* Problem to solve: For the entries below, work out how many lines contain the string "Port" and write only the number.
[[ Source material open ]]
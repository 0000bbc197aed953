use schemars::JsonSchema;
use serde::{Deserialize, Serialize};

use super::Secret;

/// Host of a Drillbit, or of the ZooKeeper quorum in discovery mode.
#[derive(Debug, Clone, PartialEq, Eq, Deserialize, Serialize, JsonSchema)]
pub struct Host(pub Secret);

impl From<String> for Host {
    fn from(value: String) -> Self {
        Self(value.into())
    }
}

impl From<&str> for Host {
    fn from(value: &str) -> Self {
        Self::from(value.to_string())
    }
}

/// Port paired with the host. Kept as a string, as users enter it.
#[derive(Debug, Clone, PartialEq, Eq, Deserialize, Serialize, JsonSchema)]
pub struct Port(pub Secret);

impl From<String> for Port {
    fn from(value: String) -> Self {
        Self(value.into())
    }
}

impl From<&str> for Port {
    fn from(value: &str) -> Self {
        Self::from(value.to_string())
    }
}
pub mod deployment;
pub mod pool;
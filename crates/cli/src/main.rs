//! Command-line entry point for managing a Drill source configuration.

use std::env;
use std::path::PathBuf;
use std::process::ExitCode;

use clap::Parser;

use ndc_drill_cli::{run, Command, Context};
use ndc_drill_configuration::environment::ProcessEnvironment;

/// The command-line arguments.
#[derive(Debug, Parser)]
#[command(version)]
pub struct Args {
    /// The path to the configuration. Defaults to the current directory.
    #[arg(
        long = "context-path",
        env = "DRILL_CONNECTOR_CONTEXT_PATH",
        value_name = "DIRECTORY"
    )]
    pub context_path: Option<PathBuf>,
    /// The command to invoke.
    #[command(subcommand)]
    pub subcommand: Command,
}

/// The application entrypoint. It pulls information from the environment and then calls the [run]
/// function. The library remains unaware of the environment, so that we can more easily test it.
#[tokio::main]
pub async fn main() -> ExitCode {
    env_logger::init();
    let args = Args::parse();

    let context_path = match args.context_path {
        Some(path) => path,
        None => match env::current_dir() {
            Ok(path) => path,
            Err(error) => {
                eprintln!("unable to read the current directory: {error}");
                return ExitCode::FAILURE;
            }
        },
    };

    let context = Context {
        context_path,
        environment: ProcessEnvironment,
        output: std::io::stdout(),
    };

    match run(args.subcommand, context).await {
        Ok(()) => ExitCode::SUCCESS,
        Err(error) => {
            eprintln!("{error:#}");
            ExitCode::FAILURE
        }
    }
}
[[ Source material closed ]]
* Answer: 4